##### Dataset content

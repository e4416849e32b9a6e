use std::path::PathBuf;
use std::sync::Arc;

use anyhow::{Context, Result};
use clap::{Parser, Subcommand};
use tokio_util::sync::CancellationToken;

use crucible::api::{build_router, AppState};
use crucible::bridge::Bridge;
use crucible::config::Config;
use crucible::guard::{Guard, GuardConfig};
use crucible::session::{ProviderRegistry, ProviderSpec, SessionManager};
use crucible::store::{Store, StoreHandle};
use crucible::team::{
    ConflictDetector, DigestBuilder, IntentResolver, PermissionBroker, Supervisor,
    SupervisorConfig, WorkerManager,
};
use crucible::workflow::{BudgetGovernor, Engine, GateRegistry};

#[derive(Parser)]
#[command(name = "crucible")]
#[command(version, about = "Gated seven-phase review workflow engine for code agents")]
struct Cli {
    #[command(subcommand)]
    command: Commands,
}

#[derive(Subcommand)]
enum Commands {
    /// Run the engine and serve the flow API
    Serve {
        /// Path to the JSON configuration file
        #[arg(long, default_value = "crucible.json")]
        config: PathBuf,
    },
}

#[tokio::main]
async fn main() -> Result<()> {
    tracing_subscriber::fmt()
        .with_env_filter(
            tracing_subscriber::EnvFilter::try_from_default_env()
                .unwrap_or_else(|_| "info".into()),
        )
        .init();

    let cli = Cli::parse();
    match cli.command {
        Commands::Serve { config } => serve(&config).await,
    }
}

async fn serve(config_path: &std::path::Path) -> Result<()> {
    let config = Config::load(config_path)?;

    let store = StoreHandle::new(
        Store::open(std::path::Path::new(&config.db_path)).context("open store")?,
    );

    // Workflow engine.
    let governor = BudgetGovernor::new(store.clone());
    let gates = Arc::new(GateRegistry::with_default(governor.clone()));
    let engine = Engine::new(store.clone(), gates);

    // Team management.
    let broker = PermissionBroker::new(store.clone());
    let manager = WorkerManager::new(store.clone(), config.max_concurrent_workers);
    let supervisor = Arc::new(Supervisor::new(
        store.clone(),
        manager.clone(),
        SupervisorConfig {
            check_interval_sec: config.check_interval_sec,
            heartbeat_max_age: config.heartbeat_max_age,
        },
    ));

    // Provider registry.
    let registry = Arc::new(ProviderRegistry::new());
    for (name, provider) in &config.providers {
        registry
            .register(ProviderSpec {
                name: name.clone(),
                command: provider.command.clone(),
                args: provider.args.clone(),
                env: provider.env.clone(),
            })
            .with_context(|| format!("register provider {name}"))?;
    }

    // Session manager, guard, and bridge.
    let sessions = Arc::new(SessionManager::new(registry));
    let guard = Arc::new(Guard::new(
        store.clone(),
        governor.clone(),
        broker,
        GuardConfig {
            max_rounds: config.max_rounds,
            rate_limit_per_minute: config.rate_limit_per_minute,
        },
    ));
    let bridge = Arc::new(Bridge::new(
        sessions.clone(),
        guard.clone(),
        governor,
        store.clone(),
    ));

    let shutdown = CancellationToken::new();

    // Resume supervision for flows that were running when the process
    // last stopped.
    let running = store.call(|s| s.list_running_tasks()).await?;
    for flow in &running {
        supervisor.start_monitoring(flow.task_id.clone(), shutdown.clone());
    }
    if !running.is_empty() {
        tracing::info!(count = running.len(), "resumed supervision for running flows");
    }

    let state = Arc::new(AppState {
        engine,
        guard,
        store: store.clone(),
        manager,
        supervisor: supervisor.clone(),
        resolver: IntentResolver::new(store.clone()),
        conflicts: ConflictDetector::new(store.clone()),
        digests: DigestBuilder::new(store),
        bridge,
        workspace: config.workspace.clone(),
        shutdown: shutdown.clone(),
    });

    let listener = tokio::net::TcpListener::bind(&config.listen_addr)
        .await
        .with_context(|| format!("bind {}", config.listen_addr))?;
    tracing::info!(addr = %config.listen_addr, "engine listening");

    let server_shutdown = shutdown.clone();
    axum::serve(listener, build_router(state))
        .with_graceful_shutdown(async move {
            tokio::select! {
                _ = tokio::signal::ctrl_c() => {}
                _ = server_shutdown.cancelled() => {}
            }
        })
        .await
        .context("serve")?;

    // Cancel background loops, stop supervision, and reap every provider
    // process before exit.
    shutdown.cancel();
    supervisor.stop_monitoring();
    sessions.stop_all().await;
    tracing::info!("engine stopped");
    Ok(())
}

##########
##### Dataset content

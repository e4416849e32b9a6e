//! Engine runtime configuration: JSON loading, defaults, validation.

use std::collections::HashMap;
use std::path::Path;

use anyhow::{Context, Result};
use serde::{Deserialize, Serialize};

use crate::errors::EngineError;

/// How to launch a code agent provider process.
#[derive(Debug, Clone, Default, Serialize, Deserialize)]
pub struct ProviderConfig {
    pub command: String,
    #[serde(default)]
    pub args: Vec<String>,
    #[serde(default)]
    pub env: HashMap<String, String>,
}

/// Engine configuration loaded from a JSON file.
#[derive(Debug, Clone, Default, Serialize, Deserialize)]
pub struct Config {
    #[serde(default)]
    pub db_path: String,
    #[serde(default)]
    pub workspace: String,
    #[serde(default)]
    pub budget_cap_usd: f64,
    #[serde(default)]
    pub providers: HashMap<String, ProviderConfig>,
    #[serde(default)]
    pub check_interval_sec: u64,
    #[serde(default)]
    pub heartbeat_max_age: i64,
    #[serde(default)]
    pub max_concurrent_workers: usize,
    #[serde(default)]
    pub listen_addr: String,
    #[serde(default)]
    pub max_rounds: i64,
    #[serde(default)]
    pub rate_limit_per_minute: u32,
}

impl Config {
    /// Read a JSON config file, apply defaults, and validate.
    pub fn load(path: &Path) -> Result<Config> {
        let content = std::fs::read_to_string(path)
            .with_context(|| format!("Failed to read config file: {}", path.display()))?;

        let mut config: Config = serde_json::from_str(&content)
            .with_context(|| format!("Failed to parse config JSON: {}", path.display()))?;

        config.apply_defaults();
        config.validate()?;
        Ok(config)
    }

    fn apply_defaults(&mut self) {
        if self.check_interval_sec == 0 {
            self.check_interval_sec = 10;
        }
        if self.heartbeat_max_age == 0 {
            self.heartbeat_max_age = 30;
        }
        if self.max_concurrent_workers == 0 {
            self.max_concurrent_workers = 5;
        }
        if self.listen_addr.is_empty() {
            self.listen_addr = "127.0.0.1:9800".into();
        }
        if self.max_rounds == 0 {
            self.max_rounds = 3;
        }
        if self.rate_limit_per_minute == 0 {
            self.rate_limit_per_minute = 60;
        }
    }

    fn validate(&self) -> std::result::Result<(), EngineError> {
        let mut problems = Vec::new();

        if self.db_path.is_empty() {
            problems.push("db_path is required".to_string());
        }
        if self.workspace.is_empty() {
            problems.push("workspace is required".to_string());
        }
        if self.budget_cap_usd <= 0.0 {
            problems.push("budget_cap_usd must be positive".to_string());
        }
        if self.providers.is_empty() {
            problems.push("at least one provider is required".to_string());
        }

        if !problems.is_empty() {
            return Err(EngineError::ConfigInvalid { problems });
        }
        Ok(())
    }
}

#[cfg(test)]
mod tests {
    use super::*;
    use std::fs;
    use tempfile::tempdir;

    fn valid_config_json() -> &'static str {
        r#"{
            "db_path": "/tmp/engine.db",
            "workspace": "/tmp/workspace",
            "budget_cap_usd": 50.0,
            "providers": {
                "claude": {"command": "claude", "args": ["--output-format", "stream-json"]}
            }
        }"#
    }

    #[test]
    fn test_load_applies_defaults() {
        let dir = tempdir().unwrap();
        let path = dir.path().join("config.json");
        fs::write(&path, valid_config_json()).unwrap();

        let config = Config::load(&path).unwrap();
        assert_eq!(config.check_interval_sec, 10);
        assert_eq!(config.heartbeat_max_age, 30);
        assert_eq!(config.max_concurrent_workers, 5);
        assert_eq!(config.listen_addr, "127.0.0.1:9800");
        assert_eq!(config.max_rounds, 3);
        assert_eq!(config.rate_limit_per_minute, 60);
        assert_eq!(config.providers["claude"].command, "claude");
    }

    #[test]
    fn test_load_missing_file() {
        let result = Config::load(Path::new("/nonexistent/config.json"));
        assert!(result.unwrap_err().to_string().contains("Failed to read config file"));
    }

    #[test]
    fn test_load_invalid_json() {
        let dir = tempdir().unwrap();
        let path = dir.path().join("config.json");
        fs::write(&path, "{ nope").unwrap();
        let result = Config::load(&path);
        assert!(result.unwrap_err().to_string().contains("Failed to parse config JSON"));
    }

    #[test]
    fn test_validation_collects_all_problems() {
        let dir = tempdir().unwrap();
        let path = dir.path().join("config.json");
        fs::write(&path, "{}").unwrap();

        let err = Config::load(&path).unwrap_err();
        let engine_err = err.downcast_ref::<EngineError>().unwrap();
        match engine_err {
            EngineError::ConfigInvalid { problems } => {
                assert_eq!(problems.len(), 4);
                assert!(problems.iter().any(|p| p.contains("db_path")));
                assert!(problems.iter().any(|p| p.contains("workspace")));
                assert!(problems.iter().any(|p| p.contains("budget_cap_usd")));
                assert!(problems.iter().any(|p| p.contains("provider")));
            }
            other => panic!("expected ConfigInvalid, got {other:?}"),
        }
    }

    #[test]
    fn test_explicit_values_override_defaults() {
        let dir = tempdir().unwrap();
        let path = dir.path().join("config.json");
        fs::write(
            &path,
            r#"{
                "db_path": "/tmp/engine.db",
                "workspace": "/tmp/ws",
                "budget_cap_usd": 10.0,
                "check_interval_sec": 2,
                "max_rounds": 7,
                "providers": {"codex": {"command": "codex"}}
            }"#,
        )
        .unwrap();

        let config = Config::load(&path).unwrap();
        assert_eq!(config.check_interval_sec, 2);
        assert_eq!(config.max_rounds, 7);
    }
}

##########

> [Your goal]
For each line above that holds the string "gates", provide a copy of that line.

> [Task result]
    let gates = Arc::new(GateRegistry::with_default(governor.clone()));
    let engine = Engine::new(store.clone(), gates);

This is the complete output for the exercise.